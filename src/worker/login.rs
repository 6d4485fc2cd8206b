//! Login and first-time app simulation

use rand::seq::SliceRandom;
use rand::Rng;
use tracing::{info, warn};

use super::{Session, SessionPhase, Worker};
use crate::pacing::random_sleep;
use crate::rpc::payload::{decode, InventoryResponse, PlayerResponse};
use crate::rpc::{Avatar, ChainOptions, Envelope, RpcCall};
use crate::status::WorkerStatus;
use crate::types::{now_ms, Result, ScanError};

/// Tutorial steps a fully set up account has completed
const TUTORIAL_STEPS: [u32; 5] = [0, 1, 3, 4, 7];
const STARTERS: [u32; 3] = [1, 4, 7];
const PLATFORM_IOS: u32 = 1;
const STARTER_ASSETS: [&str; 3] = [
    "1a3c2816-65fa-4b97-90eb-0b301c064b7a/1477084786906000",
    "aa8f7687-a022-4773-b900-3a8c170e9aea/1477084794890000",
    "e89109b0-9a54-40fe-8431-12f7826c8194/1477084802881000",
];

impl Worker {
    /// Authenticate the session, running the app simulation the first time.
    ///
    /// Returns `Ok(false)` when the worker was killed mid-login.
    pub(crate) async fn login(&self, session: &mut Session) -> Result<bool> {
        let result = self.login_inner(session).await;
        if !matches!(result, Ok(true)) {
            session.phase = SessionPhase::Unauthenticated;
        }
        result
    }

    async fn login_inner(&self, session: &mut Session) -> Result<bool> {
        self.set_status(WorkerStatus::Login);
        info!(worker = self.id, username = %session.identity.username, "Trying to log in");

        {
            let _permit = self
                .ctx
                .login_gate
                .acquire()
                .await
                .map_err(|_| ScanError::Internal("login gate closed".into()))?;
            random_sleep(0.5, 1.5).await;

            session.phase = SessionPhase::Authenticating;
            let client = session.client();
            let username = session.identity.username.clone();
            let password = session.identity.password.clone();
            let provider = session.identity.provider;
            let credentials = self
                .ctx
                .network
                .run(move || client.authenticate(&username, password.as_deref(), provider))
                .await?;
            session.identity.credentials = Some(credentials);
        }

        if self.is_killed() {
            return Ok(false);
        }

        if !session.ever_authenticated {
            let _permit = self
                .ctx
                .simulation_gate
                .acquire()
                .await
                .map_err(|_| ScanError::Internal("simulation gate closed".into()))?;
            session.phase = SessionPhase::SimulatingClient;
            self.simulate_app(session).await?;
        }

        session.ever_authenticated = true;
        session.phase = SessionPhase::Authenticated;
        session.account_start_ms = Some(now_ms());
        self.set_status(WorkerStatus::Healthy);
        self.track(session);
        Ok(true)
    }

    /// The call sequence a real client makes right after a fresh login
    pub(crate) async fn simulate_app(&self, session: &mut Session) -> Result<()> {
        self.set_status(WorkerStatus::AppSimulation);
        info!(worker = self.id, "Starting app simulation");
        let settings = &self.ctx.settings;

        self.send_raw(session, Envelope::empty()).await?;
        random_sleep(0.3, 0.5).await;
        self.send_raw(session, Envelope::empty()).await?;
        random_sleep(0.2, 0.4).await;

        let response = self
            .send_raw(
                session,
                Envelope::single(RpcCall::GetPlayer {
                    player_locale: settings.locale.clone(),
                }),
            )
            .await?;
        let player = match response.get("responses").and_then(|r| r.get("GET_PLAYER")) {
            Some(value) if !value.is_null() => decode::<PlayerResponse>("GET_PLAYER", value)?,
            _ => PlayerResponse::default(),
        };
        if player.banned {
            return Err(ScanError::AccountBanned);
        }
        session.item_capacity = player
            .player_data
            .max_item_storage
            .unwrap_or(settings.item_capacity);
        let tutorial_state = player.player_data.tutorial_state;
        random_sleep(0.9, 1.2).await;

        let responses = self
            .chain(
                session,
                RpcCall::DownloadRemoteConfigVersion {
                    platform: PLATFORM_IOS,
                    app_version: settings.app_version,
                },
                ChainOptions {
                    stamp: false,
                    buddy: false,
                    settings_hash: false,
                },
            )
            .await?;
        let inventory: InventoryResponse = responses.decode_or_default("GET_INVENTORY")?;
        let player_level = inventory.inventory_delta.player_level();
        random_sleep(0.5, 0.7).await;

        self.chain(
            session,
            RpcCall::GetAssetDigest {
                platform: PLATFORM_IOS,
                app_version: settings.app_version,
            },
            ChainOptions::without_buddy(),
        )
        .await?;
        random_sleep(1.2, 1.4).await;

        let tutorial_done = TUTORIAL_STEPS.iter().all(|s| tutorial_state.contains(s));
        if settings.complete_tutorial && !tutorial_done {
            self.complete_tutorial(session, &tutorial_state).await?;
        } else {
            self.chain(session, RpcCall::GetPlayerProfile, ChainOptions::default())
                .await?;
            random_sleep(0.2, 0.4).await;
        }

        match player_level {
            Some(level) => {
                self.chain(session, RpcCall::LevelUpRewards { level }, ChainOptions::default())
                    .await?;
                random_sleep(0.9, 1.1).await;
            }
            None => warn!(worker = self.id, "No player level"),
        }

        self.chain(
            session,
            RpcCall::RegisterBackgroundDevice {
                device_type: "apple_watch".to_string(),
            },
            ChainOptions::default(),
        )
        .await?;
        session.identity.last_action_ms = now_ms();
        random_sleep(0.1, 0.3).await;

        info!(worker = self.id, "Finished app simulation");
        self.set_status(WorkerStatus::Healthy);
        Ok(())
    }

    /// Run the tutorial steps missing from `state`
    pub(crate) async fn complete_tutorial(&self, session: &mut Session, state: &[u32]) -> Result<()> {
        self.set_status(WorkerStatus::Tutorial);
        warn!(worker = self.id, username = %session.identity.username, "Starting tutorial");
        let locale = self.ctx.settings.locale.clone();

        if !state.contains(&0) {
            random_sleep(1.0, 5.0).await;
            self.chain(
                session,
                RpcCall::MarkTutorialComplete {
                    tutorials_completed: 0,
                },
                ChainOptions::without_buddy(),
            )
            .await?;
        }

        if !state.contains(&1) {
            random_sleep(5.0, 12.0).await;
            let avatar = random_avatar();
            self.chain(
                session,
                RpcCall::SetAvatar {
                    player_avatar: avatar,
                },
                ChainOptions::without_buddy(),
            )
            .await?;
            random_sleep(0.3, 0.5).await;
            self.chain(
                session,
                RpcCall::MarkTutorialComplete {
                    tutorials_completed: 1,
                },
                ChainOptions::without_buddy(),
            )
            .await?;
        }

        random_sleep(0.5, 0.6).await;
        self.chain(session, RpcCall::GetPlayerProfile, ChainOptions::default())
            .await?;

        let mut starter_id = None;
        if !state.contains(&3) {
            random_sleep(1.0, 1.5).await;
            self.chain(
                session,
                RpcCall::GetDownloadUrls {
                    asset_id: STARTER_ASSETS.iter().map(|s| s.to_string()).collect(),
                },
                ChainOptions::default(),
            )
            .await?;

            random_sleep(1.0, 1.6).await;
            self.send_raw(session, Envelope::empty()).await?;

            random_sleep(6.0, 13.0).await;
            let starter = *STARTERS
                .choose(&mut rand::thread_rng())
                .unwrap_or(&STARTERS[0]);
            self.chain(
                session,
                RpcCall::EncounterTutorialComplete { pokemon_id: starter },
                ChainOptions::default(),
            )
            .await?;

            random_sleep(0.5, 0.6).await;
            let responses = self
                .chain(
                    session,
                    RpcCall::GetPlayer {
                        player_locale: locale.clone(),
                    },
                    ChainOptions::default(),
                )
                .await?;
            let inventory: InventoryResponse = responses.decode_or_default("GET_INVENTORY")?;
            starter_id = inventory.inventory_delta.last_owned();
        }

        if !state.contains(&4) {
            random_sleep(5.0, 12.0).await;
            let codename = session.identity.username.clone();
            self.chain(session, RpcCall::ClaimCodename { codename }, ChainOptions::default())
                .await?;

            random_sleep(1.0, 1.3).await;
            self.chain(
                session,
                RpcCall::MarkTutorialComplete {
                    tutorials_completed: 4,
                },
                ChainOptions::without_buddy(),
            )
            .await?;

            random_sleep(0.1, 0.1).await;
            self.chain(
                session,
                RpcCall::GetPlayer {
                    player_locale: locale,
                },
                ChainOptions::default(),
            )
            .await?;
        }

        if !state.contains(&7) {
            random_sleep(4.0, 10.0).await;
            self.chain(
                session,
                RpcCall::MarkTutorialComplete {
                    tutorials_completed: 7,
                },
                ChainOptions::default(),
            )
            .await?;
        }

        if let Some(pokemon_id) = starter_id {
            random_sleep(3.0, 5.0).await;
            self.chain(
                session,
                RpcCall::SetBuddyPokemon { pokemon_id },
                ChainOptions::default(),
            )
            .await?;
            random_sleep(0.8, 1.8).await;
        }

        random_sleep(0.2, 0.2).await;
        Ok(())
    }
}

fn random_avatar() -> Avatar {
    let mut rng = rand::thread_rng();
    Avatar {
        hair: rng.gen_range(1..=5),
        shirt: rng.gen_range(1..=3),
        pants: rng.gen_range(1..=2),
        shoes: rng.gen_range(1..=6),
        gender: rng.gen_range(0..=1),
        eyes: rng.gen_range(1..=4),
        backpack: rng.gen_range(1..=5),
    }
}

-=-=-

Instructions to follow: Please report the number of lines in the data that include "warn", with no other words.

Exercise result: 3